The framework offers the following main themes that will encompass tax reform this year:
- Tax relief for middle-class families;
- The simplicity of “postcard” tax filing for the vast majority of Americans;
- Tax relief for businesses, especially small businesses;
- Ending incentives to ship jobs, capital, and tax revenue overseas; and
- Broadening the tax base and providing greater fairness for all Americans by closing special interest tax breaks and loophole.
- The Administration leaves it to the congressional tax-writing committees to draft the actual tax legislation that adheres to the above themes, but also spells out the details of these changes.
Individual Changes
Some of the individual tax changes included in the framework are as follows:
- Tax Brackets. The individual tax rates will be condensed from the current seven brackets down to three at 12%, 25%, and 35%.
- Standard Deduction. This deduction will be doubled to $24,000 for married filers and $12,000 for single filers.
- Child Tax Credit and Dependency Exemption. The proposal indicates it will provide tax relief to families by repealing the personal exemption for dependents, but significantly increasing the Child Tax Credit (and the income levels where this credit is phased-out).
- Marriage Tax Penalty. This “penalty” that is part of the current tax code is proposed to be eliminated under tax reform.
- Alternative Minimum Tax (AMT). AMT has snared numerous unsuspecting taxpayers in recent years, including many middle income taxpayers, but it is targeted to be repealed by tax reform.
- Itemized Deductions. The framework calls on the elimination of the deduction for taxes (state income taxes, property taxes, and sales taxes), but retains the deduction of mortgage interest and charitable contributions. Again, the doubling of the standard deduction in many cases may be worth more than a taxpayer’s total itemized deductions (especially after removing any taxes).
- Estate Tax and GST Tax. The proposal calls on the repeal of the estate tax (referred to as the “death tax” in the framework) and the generation-skipping tax (GST). No mention, however, is made of the current gift tax, and thus this presumably will still apply.
Business Changes
Some of the proposed tax changes for businesses included in the framework are as follows:
- Corporate Tax Rate. The framework calls on a reduction in the corporate tax rate to 20% which is less than the average of the industrialized world (of 22.5%), but higher than the 15% the Administration had hoped for. Further, the proposal plans to eliminate the corporate AMT.
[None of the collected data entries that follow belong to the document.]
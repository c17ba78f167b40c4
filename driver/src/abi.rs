//! C ABI shared by the loader and voice driver plugins.
//!
//! These declarations match `voice_driver.h`. Every plugin exports the four
//! entry points below; the layout of [`RawVoiceInfo`] is part of that
//! contract and must never change between plugin versions.

use std::ffi::c_void;
use std::fmt;
use std::os::raw::{c_char, c_int};

use serde::{Serialize, Serializer};

/// ABI version implemented by this crate (v1.0.1).
pub const VOICE_DRV_VERSION: u32 = 0x010001;

/// Capacity of [`RawVoiceInfo::name`], including the terminating NUL.
pub const NAME_LEN: usize = 64;
/// Capacity of [`RawVoiceInfo::description`], including the terminating NUL.
pub const DESCRIPTION_LEN: usize = 256;

pub const SYM_INIT: &[u8] = b"voice_driver_init\0";
pub const SYM_CLEANUP: &[u8] = b"voice_driver_cleanup\0";
pub const SYM_SPEAK: &[u8] = b"voice_driver_speak\0";
pub const SYM_INFO: &[u8] = b"voice_driver_info\0";

/// `void* voice_driver_init()`
pub type InitFn = unsafe extern "C" fn() -> *mut c_void;
/// `void voice_driver_cleanup(void* handle)`
pub type CleanupFn = unsafe extern "C" fn(*mut c_void);
/// `ssize_t voice_driver_speak(void* handle, const char* phonemes, float* duration, char* buf, size_t buf_size)`
pub type SpeakFn =
    unsafe extern "C" fn(*mut c_void, *const c_char, *mut f32, *mut c_char, usize) -> isize;
/// `struct voice_drv_info_t voice_driver_info(void* handle)`
pub type InfoFn = unsafe extern "C" fn(*mut c_void) -> RawVoiceInfo;

/// Mirror of `struct voice_drv_info_t`.
#[repr(C, align(8))]
#[derive(Clone, Copy)]
pub struct RawVoiceInfo {
    /// Packed as `0x00MMmmpp` (major, minor, patch).
    pub voice_version: u32,
    /// Sample rate in Hz.
    pub sample_rate: u32,
    /// One of 8, 16 or 32.
    pub bit_depth: c_int,
    pub channels: u8,
    pub name: [c_char; NAME_LEN],
    pub description: [c_char; DESCRIPTION_LEN],
}

impl RawVoiceInfo {
    pub fn zeroed() -> Self {
        Self {
            voice_version: 0,
            sample_rate: 0,
            bit_depth: 0,
            channels: 0,
            name: [0; NAME_LEN],
            description: [0; DESCRIPTION_LEN],
        }
    }
}

// ---------------------------------------------------------------------------
// VoiceVersion
// ---------------------------------------------------------------------------

/// Voice version unpacked from the 3 low bytes of `voice_version`.
#[derive(Debug, Clone, Copy, PartialEq, Eq, PartialOrd, Ord, Default)]
pub struct VoiceVersion {
    pub major: u8,
    pub minor: u8,
    pub patch: u8,
}

impl VoiceVersion {
    pub const fn new(major: u8, minor: u8, patch: u8) -> Self {
        Self { major, minor, patch }
    }

    /// Unpacks `0x010203` into `1.2.3`. The top byte is never set and is ignored.
    pub const fn unpack(packed: u32) -> Self {
        Self {
            major: ((packed >> 16) & 0xFF) as u8,
            minor: ((packed >> 8) & 0xFF) as u8,
            patch: (packed & 0xFF) as u8,
        }
    }

    pub const fn pack(self) -> u32 {
        ((self.major as u32) << 16) | ((self.minor as u32) << 8) | self.patch as u32
    }
}

impl fmt::Display for VoiceVersion {
    fn fmt(&self, f: &mut fmt::Formatter<'_>) -> fmt::Result {
        write!(f, "{}.{}.{}", self.major, self.minor, self.patch)
    }
}

impl Serialize for VoiceVersion {
    fn serialize<S: Serializer>(&self, serializer: S) -> Result<S::Ok, S::Error> {
        serializer.collect_str(self)
    }
}

// ---------------------------------------------------------------------------
// BitDepth
// ---------------------------------------------------------------------------

/// Sample bit depth reported by a voice.
#[derive(Debug, Clone, Copy, PartialEq, Eq)]
pub enum BitDepth {
    Eight,
    Sixteen,
    ThirtyTwo,
    /// Anything a plugin reports outside the enumerated values.
    Other(i32),
}

impl BitDepth {
    pub fn from_raw(raw: c_int) -> Self {
        match raw {
            8 => BitDepth::Eight,
            16 => BitDepth::Sixteen,
            32 => BitDepth::ThirtyTwo,
            other => BitDepth::Other(other),
        }
    }

    pub fn bits(self) -> i32 {
        match self {
            BitDepth::Eight => 8,
            BitDepth::Sixteen => 16,
            BitDepth::ThirtyTwo => 32,
            BitDepth::Other(n) => n,
        }
    }
}

impl Serialize for BitDepth {
    fn serialize<S: Serializer>(&self, serializer: S) -> Result<S::Ok, S::Error> {
        serializer.serialize_i32(self.bits())
    }
}

// ---------------------------------------------------------------------------
// VoiceInfo
// ---------------------------------------------------------------------------

/// Owned view of the metadata a voice driver reports about itself.
#[derive(Debug, Clone, PartialEq, Serialize)]
pub struct VoiceInfo {
    pub version: VoiceVersion,
    pub sample_rate: u32,
    pub bit_depth: BitDepth,
    pub channels: u8,
    pub name: String,
    pub description: String,
}

impl Default for VoiceInfo {
    fn default() -> Self {
        Self::from_raw(&RawVoiceInfo::zeroed())
    }
}

impl VoiceInfo {
    pub fn from_raw(raw: &RawVoiceInfo) -> Self {
        Self {
            version: VoiceVersion::unpack(raw.voice_version),
            sample_rate: raw.sample_rate,
            bit_depth: BitDepth::from_raw(raw.bit_depth),
            channels: raw.channels,
            name: read_c_array(&raw.name),
            description: read_c_array(&raw.description),
        }
    }

    /// Converts to the wire struct. Name and description are truncated on a
    /// character boundary so that they always end with a NUL.
    pub fn to_raw(&self) -> RawVoiceInfo {
        let mut raw = RawVoiceInfo::zeroed();
        raw.voice_version = self.version.pack();
        raw.sample_rate = self.sample_rate;
        raw.bit_depth = self.bit_depth.bits();
        raw.channels = self.channels;
        write_c_array(&mut raw.name, &self.name);
        write_c_array(&mut raw.description, &self.description);
        raw
    }
}

fn read_c_array(src: &[c_char]) -> String {
    let bytes: Vec<u8> = src.iter().take_while(|&&c| c != 0).map(|&c| c as u8).collect();
    String::from_utf8_lossy(&bytes).into_owned()
}

fn write_c_array(dst: &mut [c_char], s: &str) {
    let Some(max) = dst.len().checked_sub(1) else {
        return;
    };
    let mut end = s.len().min(max);
    while !s.is_char_boundary(end) {
        end -= 1;
    }
    for (d, &b) in dst.iter_mut().zip(&s.as_bytes()[..end]) {
        *d = b as c_char;
    }
    dst[end] = 0;
}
- Small Businesses and Pass-Throughs. The framework limits the maximum tax rate to 25% that is applied to the “business income” of small and family owned businesses conducted as sole proprietorships, partnerships (LLCs), and S Corporations. The framework contemplates that provisions will be added to prevent the re-characterization of other personal income into this lower-taxed business income category.
- Expensing of CapEx. The framework allows businesses to immediately expense for tax purposes “the cost of new investments in depreciable assets other than structures made after September 27, 2017, for at least five years.” This is the only item in which the framework offers a specific date. Thus, apparently any qualifying capital expenditures made after September 27, 2017 will be allowed to take the full expensing provision, even if the legislation is not enacted until, say late in 2017.
- Deduction for Interest Expense. The deduction for net interest expense incurred by C Corporations will be partially limited, and similar treatment will also apply for interest paid by non-corporate taxpayers. Again, details of these limitations will be worked out.
- DPAD (Section 199 Deduction). The 9% DPAD deduction for domestic production activities will be eliminated under tax reform. The lower tax rates indicated above should help offset the repeal of this deduction.
- Tax Credits. The framework proposes to retain business tax credits for research and development (R&D) and low-income housing, however, other credit may be scrapped.
International Changes
Some of the proposed tax changes to international businesses included in the framework are as follows:
- Territorial Tax System. The framework indicates that as part of tax reform, the existing foreign tax regime will be replaced with a 100% exemption for dividends from foreign subsidiaries (in which the U.S. parent owns at least a 10% stake).
- Transition Period. Further, to transition to this new territorial system, the framework treats foreign earnings that have accumulated overseas under the old system as repatriated. Thus, these earnings will be subject to tax in the US. The framework further provides that accumulated foreign earnings held in illiquid assets will be subject to a lower tax rate than foreign earnings held in cash or cash equivalents. Also, payment of the tax liability on these repatriated amounts will be spread out over several years. The details of these provisions will be ironed out by the tax writing committees.
Prospects for Passage
The main question besides the specifics of the above tax changes is whether tax reform will be enacted at all this year. The fact that congressional efforts failed at repealing and replacing the Affordable Care Act (ACA) this year should not necessarily mean that tax reform will fail as well. There are different issues involved in each piece of legislation, and the politics of each also differs. It will still, however, be a major political drama in Washington this fall, and it is a toss-up whether it will pass. This tax reform train will have many ups, downs, twists, and turns as it navigates its way through Congress.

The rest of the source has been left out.